What you have to do> Could you show each line of the records that contains the word "return"?

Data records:
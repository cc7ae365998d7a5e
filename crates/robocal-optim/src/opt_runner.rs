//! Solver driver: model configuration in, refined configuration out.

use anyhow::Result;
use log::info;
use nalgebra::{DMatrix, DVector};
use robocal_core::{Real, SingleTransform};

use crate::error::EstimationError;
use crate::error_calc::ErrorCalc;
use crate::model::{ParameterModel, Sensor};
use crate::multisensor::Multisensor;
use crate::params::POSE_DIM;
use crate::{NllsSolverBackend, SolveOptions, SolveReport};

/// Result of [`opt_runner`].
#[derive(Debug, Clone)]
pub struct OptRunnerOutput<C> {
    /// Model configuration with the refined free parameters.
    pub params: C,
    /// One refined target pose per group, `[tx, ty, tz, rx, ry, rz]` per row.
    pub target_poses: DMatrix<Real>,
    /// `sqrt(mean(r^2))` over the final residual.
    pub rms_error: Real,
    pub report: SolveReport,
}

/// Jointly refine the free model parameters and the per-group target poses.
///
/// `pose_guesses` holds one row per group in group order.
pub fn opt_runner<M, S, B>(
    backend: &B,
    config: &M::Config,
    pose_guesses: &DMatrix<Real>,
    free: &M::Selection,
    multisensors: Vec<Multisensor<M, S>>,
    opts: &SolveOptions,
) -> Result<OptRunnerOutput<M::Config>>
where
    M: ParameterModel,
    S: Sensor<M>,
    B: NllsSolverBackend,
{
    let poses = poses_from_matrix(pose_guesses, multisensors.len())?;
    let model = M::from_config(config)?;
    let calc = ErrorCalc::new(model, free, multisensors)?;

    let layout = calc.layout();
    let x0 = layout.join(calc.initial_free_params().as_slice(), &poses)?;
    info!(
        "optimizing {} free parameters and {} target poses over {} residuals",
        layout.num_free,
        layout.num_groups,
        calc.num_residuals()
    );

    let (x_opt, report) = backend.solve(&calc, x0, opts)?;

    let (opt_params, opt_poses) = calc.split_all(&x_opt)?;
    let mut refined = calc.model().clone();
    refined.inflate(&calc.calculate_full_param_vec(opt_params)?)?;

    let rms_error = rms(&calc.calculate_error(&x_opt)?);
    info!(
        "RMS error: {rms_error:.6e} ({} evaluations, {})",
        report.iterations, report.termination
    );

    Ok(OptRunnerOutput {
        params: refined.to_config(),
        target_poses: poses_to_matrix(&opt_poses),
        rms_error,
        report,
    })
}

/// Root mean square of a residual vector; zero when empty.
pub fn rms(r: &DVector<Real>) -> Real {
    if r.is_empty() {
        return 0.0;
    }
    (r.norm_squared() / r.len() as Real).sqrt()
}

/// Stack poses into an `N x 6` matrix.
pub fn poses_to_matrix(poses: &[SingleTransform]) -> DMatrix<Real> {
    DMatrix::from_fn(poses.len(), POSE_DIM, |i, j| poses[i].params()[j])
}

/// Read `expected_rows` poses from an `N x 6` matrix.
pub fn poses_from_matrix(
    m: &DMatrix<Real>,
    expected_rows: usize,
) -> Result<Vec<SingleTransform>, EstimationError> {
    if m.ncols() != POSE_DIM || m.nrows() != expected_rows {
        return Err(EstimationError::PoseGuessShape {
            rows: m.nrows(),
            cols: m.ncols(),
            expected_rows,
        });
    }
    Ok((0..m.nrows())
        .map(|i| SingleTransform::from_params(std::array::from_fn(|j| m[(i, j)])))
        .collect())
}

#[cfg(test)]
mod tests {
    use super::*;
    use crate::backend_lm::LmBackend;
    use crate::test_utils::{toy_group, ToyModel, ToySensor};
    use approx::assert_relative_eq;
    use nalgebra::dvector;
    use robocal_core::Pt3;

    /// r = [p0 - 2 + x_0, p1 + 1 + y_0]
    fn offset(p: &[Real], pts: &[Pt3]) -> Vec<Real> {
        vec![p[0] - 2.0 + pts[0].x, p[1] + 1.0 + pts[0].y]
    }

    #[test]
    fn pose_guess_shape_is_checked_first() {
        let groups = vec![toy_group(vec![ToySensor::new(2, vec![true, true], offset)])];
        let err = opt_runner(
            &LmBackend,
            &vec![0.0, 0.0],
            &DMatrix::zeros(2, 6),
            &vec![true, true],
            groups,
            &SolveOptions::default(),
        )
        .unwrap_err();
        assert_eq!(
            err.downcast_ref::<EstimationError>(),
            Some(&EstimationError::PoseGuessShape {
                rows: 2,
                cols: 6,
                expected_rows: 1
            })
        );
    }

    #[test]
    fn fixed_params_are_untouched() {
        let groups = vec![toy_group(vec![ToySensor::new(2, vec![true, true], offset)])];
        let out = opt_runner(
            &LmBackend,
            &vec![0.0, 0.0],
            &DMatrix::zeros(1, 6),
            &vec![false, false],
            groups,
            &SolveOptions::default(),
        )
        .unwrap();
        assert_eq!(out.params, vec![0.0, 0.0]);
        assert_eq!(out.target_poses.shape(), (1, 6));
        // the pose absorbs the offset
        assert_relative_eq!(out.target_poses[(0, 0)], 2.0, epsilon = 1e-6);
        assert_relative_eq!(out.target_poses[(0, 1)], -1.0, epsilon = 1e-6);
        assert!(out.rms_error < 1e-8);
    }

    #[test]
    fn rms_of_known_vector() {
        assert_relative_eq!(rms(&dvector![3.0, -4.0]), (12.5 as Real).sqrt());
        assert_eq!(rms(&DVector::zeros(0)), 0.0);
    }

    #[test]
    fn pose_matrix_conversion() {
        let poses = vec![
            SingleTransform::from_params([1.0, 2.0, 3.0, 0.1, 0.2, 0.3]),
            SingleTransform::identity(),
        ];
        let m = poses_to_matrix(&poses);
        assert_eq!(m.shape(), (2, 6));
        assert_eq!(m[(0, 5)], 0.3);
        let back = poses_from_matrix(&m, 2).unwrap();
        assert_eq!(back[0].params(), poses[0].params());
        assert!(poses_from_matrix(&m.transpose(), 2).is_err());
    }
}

Solution to this exercise>
        return 0.0;
        return Err(EstimationError::PoseGuessShape {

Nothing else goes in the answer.